Rebuilding Place in the Urban Space

"A community’s physical form, rather than its land uses, is its most intrinsic and enduring characteristic." [Katz, EPA] This blog focuses on place and placemaking and all that makes it work--historic preservation, urban design, transportation, asset-based community development, arts & cultural development, commercial district revitalization, tourism & destination development, and quality of life advocacy--along with doses of civic engagement and good governance watchdogging.

Wednesday, September 21, 2005

Urbanity, History and the Giant Supermarket at Tivoli Square

GiantGiant parcel pick-up lane constructed illegally in the public space on Park Road NW.

On the Columbia Heights email list someone wrote:

I actually heard a driver, as he was leaving his car parked in the pickup area, yell at some pedestrians that "this is a road, over there is the sidewalk" pointing at the area on the other side. I quickly yelled at him that "this is a sidewalk, that's the road" pointing to the street. Probably didn't do any good, but I had a good laugh.

I wrote:

I saw in the Giant announcement about the Cleveland Park store that for there, they hired an architecture firm with more direct experience designing projects in (real) cities. I think that the Tivoli debacle might have had some impact on that decision.

and Marcus Popetz wrote:

Last I heard they had submitted a design to DDOT, DDOT said "that's almost the same as what's there...no". and then said something to the affect of "Submit a new design by X date or we'll build it for you and charge you". I don't remember what that date was though.All gossip heard at the coffee shop, but may be some validity to it.

____
Still, we haven't received any report about this. The arguments about the use of pubic space vs. having a "better" supermarket, and urban vs. suburban design are similar to the pro- and and anti- arguments about historic preservation.
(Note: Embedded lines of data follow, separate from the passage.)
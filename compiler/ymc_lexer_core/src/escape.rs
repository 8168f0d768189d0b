/// Un-escapes the shared backslash escape set honoured everywhere in this
/// system (`SPEC_FULL.md` §4.4.1, §4.3 item 3): `\n \r \t \' \" \\`. An
/// unrecognised escape is left as-is (backslash and following char both
/// kept) rather than treated as an error — callers that care surface their
/// own diagnostics for that.
pub fn unescape(s: &str) -> String {
    let mut out = String::with_capacity(s.len());
    let mut chars = s.chars();
    while let Some(c) = chars.next() {
        if c != '\\' {
            out.push(c);
            continue;
        }
        match chars.next() {
            Some('n') => out.push('\n'),
            Some('r') => out.push('\r'),
            Some('t') => out.push('\t'),
            Some('\'') => out.push('\''),
            Some('"') => out.push('"'),
            Some('\\') => out.push('\\'),
            Some(other) => {
                out.push('\\');
                out.push(other);
            }
            None => out.push('\\'),
        }
    }
    out
}

#[cfg(test)]
mod tests {
    use super::*;

    #[test]
    fn unescapes_known_sequences() {
        assert_eq!(unescape(r"a\nb\tc"), "a\nb\tc");
        assert_eq!(unescape(r#"\"q\'"#), "\"q'");
        assert_eq!(unescape(r"\\"), "\\");
    }

    #[test]
    fn unknown_escape_preserved() {
        assert_eq!(unescape(r"\q"), r"\q");
    }

    #[test]
    fn trailing_backslash_preserved() {
        assert_eq!(unescape("abc\\"), "abc\\");
    }
}
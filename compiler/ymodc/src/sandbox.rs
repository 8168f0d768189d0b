//! Path sandbox (C1, `SPEC_FULL.md` §4.1): canonicalisation, extension
//! validation, and base-path containment. A failure is a [`Diagnostic`],
//! never a panic — the caller treats the target as absent and keeps going.

use std::path::{Component, Path, PathBuf};

use ymc_diagnostic::{Diagnostic, ErrorCode};
use ymc_span::Span;

/// A path that has passed the sandbox check: canonical, extension-valid,
/// and (unless `unsafe` was set) contained under the base path.
#[derive(Clone, Debug, PartialEq, Eq)]
pub struct VerifiedPath {
    pub canonical: PathBuf,
}

pub fn verify_path(target: &Path, base_path: &Path, unsafe_mode: bool, span: Span) -> Result<VerifiedPath, Diagnostic> {
    let has_yaml_extension = target
        .extension()
        .is_some_and(|ext| ext.eq_ignore_ascii_case("yaml") || ext.eq_ignore_ascii_case("yml"));
    if !has_yaml_extension {
        return Err(Diagnostic::error(
            ErrorCode::S002,
            span,
            format!("`{}` does not have a .yaml/.yml extension", target.display()),
        ));
    }

    let canonical = std::fs::canonicalize(target).map_err(|err| {
        Diagnostic::error(
            ErrorCode::S001,
            span,
            format!("`{}` does not exist or cannot be read: {err}", target.display()),
        )
    })?;

    if unsafe_mode {
        return Ok(VerifiedPath { canonical });
    }

    let canonical_base = std::fs::canonicalize(base_path).map_err(|err| {
        Diagnostic::error(
            ErrorCode::S001,
            span,
            format!("base path `{}` does not exist: {err}", base_path.display()),
        )
    })?;

    if !is_contained(&canonical_base, &canonical) {
        return Err(Diagnostic::error(
            ErrorCode::S003,
            span,
            format!(
                "`{}` is out of scope of base path `{}`",
                canonical.display(),
                canonical_base.display()
            ),
        ));
    }

    Ok(VerifiedPath { canonical })
}

/// Whether every component of `base` is a case-insensitive prefix of
/// `target`'s components — covers both case-sensitive and case-insensitive
/// filesystems, since a case-sensitive match is also a case-insensitive one.
fn is_contained(base: &Path, target: &Path) -> bool {
    let base_components: Vec<Component<'_>> = base.components().collect();
    let target_components: Vec<Component<'_>> = target.components().collect();
    if target_components.len() < base_components.len() {
        return false;
    }
    base_components
        .iter()
        .zip(target_components.iter())
        .all(|(b, t)| component_eq(b, t))
}

fn component_eq(a: &Component<'_>, b: &Component<'_>) -> bool {
    a.as_os_str().to_string_lossy().eq_ignore_ascii_case(&b.as_os_str().to_string_lossy())
}

/// Resolves an `%IMPORT` path relative to the *importing module's
/// directory*, not the sandbox base path (`SPEC_FULL.md` §4.1).
pub fn resolve_relative(current_dir: &Path, raw_path: &str) -> PathBuf {
    let candidate = Path::new(raw_path);
    if candidate.is_absolute() {
        candidate.to_path_buf()
    } else {
        current_dir.join(candidate)
    }
}

#[cfg(test)]
mod tests {
    use super::*;

    #[test]
    fn rejects_non_yaml_extension() {
        let span = Span::DUMMY;
        let err = verify_path(Path::new("/tmp/nope.txt"), Path::new("/tmp"), false, span).unwrap_err();
        assert_eq!(err.code, ErrorCode::S002);
    }

    #[test]
    fn relative_import_resolves_against_current_dir() {
        let resolved = resolve_relative(Path::new("/proj/modules"), "./sibling.yaml");
        assert_eq!(resolved, PathBuf::from("/proj/modules/./sibling.yaml"));
    }

    #[test]
    fn absolute_import_path_is_used_verbatim() {
        let resolved = resolve_relative(Path::new("/proj/modules"), "/etc/passwd.yaml");
        assert_eq!(resolved, PathBuf::from("/etc/passwd.yaml"));
    }

    #[test]
    fn containment_rejects_escaping_paths() {
        assert!(is_contained(Path::new("/proj"), Path::new("/proj/sub/a.yaml")));
        assert!(!is_contained(Path::new("/proj"), Path::new("/etc/passwd.yaml")));
    }
}
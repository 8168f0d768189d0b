//! Low-level scanning primitives shared by the directive scanner (C3) and
//! the scalar expression tokenizer (C4): a small char cursor, a balanced
//! bracket/quote reader that understands the shared escape rules, and the
//! conservative literal-type inference used to build `RawToken` values.

mod cursor;
mod escape;
mod literal;

pub use cursor::{read_balanced, Cursor};
pub use escape::unescape;
pub use literal::{infer_literal, Literal};
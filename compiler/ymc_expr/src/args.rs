use ymc_diagnostic::{Diagnostic, ErrorCode};
use ymc_lexer_core::Cursor;
use ymc_span::Span;

use crate::ast::Arg;
use crate::text::parse_scalar_at;
use crate::util::{read_token, split_top_level};

/// Parses the Args layer (`SPEC_FULL.md` §4.4.2): splits on top-level `,`
/// into `key=value` chunks, each re-tokenised by the KeyValue layer.
pub fn parse_args(content: &str, base_offset: u32) -> (Vec<Arg>, Vec<Diagnostic>) {
    let mut errors = Vec::new();
    let mut args = Vec::new();

    if content.trim().is_empty() {
        return (args, errors);
    }

    for (chunk, chunk_offset) in split_top_level(content, ',') {
        let chunk_base = base_offset + chunk_offset;
        let equals = find_top_level_equals(&chunk);

        let Some(&first_eq) = equals.first() else {
            errors.push(Diagnostic::error(
                ErrorCode::T009,
                Span::new(chunk_base, chunk_base + chunk.len() as u32),
                "missing `=` in key=value argument",
            ));
            continue;
        };
        if equals.len() > 1 {
            errors.push(Diagnostic::error(
                ErrorCode::T008,
                Span::new(chunk_base + first_eq, chunk_base + first_eq + 1),
                "repeated = in key=value argument",
            ));
        }

        let key_src = &chunk[..first_eq as usize];
        let mut key_cursor = Cursor::new(key_src);
        key_cursor.bump_while(char::is_whitespace);
        let (key, _) = read_token(&mut key_cursor, chunk_base);
        if key.text.is_empty() {
            errors.push(Diagnostic::error(
                ErrorCode::T009,
                Span::new(chunk_base, chunk_base + first_eq),
                "missing key in key=value argument",
            ));
        }

        let value_src = &chunk[first_eq as usize + 1..];
        let (value, mut value_errors) = parse_scalar_at(value_src, chunk_base + first_eq + 1);
        errors.append(&mut value_errors);

        args.push(Arg {
            key,
            value,
            span: Span::new(chunk_base, chunk_base + chunk.len() as u32),
        });
    }

    (args, errors)
}

/// Byte offsets (relative to `s`) of every `=` that isn't inside a quoted
/// region or a nested `(`/`{` group.
fn find_top_level_equals(s: &str) -> Vec<u32> {
    let mut positions = Vec::new();
    let mut depth: i32 = 0;
    let mut cursor = Cursor::new(s);
    loop {
        match cursor.current() {
            None => break,
            Some(q @ ('"' | '\'')) => {
                cursor.advance();
                let (_, _) = ymc_lexer_core::read_balanced(&mut cursor, q, q);
            }
            Some('(' | '{') => {
                depth += 1;
                cursor.advance();
            }
            Some(')' | '}') => {
                depth -= 1;
                cursor.advance();
            }
            Some('=') if depth == 0 => {
                positions.push(cursor.pos());
                cursor.advance();
            }
            Some(_) => {
                cursor.advance();
            }
        }
    }
    positions
}

#[cfg(test)]
mod tests {
    use super::*;

    #[test]
    fn single_key_value() {
        let (args, errors) = parse_args("who=ops", 0);
        assert!(errors.is_empty());
        assert_eq!(args.len(), 1);
        assert_eq!(args[0].key.text, "who");
    }

    #[test]
    fn multiple_key_values() {
        let (args, errors) = parse_args("who=ops, count=3", 0);
        assert!(errors.is_empty());
        assert_eq!(args.len(), 2);
        assert_eq!(args[1].key.text, "count");
    }

    #[test]
    fn missing_equals_is_an_error() {
        let (_args, errors) = parse_args("bogus", 0);
        assert!(errors.iter().any(|d| d.code == ErrorCode::T009));
    }

    #[test]
    fn empty_args_list_has_no_entries() {
        let (args, errors) = parse_args("", 0);
        assert!(args.is_empty());
        assert!(errors.is_empty());
    }

    #[test]
    fn value_may_interpolate() {
        let (args, errors) = parse_args("msg=hi ${this.name}", 0);
        assert!(errors.is_empty());
        assert_eq!(args[0].value.parts.len(), 2);
    }
}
Cities are great because of their urbanity and their history. By definition, the things you do to diminish urban design and history such as build suburban styled-car oriented buildings and spaces, demolish historic buildings in favor of post-modernist junk, or put on additions to buildings that are cheap and out-of-context compared to the use of historic materials and craftsmanship, weaken all the qualities that make cities (have the potential to be) great.

Don't Drive on My SidewalkIf we don't start young, and teach children these principles and why they matter and what they mean, we will continue to struggle against refashioning cities along suburban lines, the car (unless the world runs out of oil...)--not of a humanized scale, a walking city for people to go places and do things with others--on foot.